→ Work instruction
The answer consists solely of the data below, reproduced exactly.

** Dataset records follows **

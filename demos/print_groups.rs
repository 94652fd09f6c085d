//! Reads an HTML file, strips article bodies, runs detection and prints
//! the ranked groups.
//!
//! ```sh
//! cargo run --example print_groups -- page.html
//! ```

use feed_detector::formatter::PrintFormatter;
use feed_detector::{detect, parse_document, BodyRemovalFilter};
use std::io::Write;
use std::time::Instant;

fn init_logging() {
    fern::Dispatch::new()
        .format(|out, message, record| {
            out.finish(format_args!("[{}] {}", record.level(), message))
        })
        .level(log::LevelFilter::Debug)
        .chain(std::io::stderr())
        .apply()
        .expect("logger init");
}

fn main() {
    init_logging();

    let Some(path) = std::env::args().nth(1) else {
        eprintln!("usage: print_groups <file.html>");
        std::process::exit(1);
    };
    let html = match std::fs::read_to_string(&path) {
        Ok(html) => html,
        Err(e) => {
            eprintln!("cannot read {}: {}", path, e);
            std::process::exit(1);
        }
    };
    let doc = match parse_document(&html) {
        Ok(doc) => doc,
        Err(e) => {
            eprintln!("cannot parse {}: {}", path, e);
            std::process::exit(1);
        }
    };

    let started = Instant::now();
    // detection mutates the tree, so the original stays untouched here
    let mut working = doc.clone();
    BodyRemovalFilter::default().run(&mut working);
    let groups = detect(&mut working);

    let stdout = std::io::stdout();
    let mut out = stdout.lock();
    PrintFormatter.run(&groups, &mut out).expect("write stdout");
    writeln!(out, "\n{:.6} secs.", started.elapsed().as_secs_f64()).expect("write stdout");
}
//! Detection façade
//!
//! Wires the pipeline together: annotate the tree, aggregate anchor paths,
//! form and rank groups. A run owns its document exclusively and mutates it
//! (scratch attributes, duplicate-id removal, class alignment): callers
//! that want to keep the original must pass a clone.

use crate::annotate::set_element_indices;
use crate::dom::Document;
use crate::group::EntryGroup;
use crate::optimizer::Optimizer;
use crate::paths::PathBuilder;

/// Detection options. Future options will default to preserving current
/// behaviour.
#[derive(Debug, Default, Clone, PartialEq)]
#[cfg_attr(feature = "serde_serialization", derive(serde::Serialize, serde::Deserialize))]
pub struct DetectorConfig {
    /// Skip pruning, occlusion culling and the positive filter; return all
    /// groups sorted by `(score, cbg_score)` descending.
    pub skip_optimization: bool,
}

/// The detector itself. Stateless between runs; one instance can serve any
/// number of documents, one at a time per document.
#[derive(Debug, Default, Clone)]
pub struct Detector {
    config: DetectorConfig,
}

impl Detector {
    pub fn new(config: DetectorConfig) -> Detector {
        Detector { config }
    }

    /// Runs detection over a document and returns the ranked groups.
    pub fn run(&self, doc: &mut Document) -> Vec<EntryGroup> {
        set_element_indices(doc);
        let builder = PathBuilder::build(doc);
        let optimizer = Optimizer::new(builder);
        let groups = if self.config.skip_optimization {
            optimizer.sort_groups()
        } else {
            optimizer.optimize()
        };
        log::debug!("detection finished with {} groups", groups.len());
        groups
    }
}

/// Convenience entry point with default options.
pub fn detect(doc: &mut Document) -> Vec<EntryGroup> {
    Detector::default().run(doc)
}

** End of Dataset records **

→ Solution
filename demos/print_groups.rs
repository 94652fd09f6c085d
//! Reads an HTML file, strips article bodies, runs detection and prints
//! the ranked groups.
//!
//! ```sh
//! cargo run --example print_groups -- page.html
//! ```

use feed_detector::formatter::PrintFormatter;
use feed_detector::{detect, parse_document, BodyRemovalFilter};
use std::io::Write;
use std::time::Instant;

fn init_logging() {
    fern::Dispatch::new()
        .format(|out, message, record| {
            out.finish(format_args!("[{}] {}", record.level(), message))
        })
        .level(log::LevelFilter::Debug)
        .chain(std::io::stderr())
        .apply()
        .expect("logger init");
}

fn main() {
    init_logging();

    let Some(path) = std::env::args().nth(1) else {
        eprintln!("usage: print_groups <file.html>");
        std::process::exit(1);
    };
    let html = match std::fs::read_to_string(&path) {
        Ok(html) => html,
        Err(e) => {
            eprintln!("cannot read {}: {}", path, e);
            std::process::exit(1);
        }
    };
    let doc = match parse_document(&html) {
        Ok(doc) => doc,
        Err(e) => {
            eprintln!("cannot parse {}: {}", path, e);
            std::process::exit(1);
        }
    };

    let started = Instant::now();
    // detection mutates the tree, so the original stays untouched here
    let mut working = doc.clone();
    BodyRemovalFilter::default().run(&mut working);
    let groups = detect(&mut working);

    let stdout = std::io::stdout();
    let mut out = stdout.lock();
    PrintFormatter.run(&groups, &mut out).expect("write stdout");
    writeln!(out, "\n{:.6} secs.", started.elapsed().as_secs_f64()).expect("write stdout");
}
//! Detection façade
//!
//! Wires the pipeline together: annotate the tree, aggregate anchor paths,
//! form and rank groups. A run owns its document exclusively and mutates it
//! (scratch attributes, duplicate-id removal, class alignment): callers
//! that want to keep the original must pass a clone.

use crate::annotate::set_element_indices;
use crate::dom::Document;
use crate::group::EntryGroup;
use crate::optimizer::Optimizer;
use crate::paths::PathBuilder;

/// Detection options. Future options will default to preserving current
/// behaviour.
#[derive(Debug, Default, Clone, PartialEq)]
#[cfg_attr(feature = "serde_serialization", derive(serde::Serialize, serde::Deserialize))]
pub struct DetectorConfig {
    /// Skip pruning, occlusion culling and the positive filter; return all
    /// groups sorted by `(score, cbg_score)` descending.
    pub skip_optimization: bool,
}

/// The detector itself. Stateless between runs; one instance can serve any
/// number of documents, one at a time per document.
#[derive(Debug, Default, Clone)]
pub struct Detector {
    config: DetectorConfig,
}

impl Detector {
    pub fn new(config: DetectorConfig) -> Detector {
        Detector { config }
    }

    /// Runs detection over a document and returns the ranked groups.
    pub fn run(&self, doc: &mut Document) -> Vec<EntryGroup> {
        set_element_indices(doc);
        let builder = PathBuilder::build(doc);
        let optimizer = Optimizer::new(builder);
        let groups = if self.config.skip_optimization {
            optimizer.sort_groups()
        } else {
            optimizer.optimize()
        };
        log::debug!("detection finished with {} groups", groups.len());
        groups
    }
}

/// Convenience entry point with default options.
pub fn detect(doc: &mut Document) -> Vec<EntryGroup> {
    Detector::default().run(doc)
}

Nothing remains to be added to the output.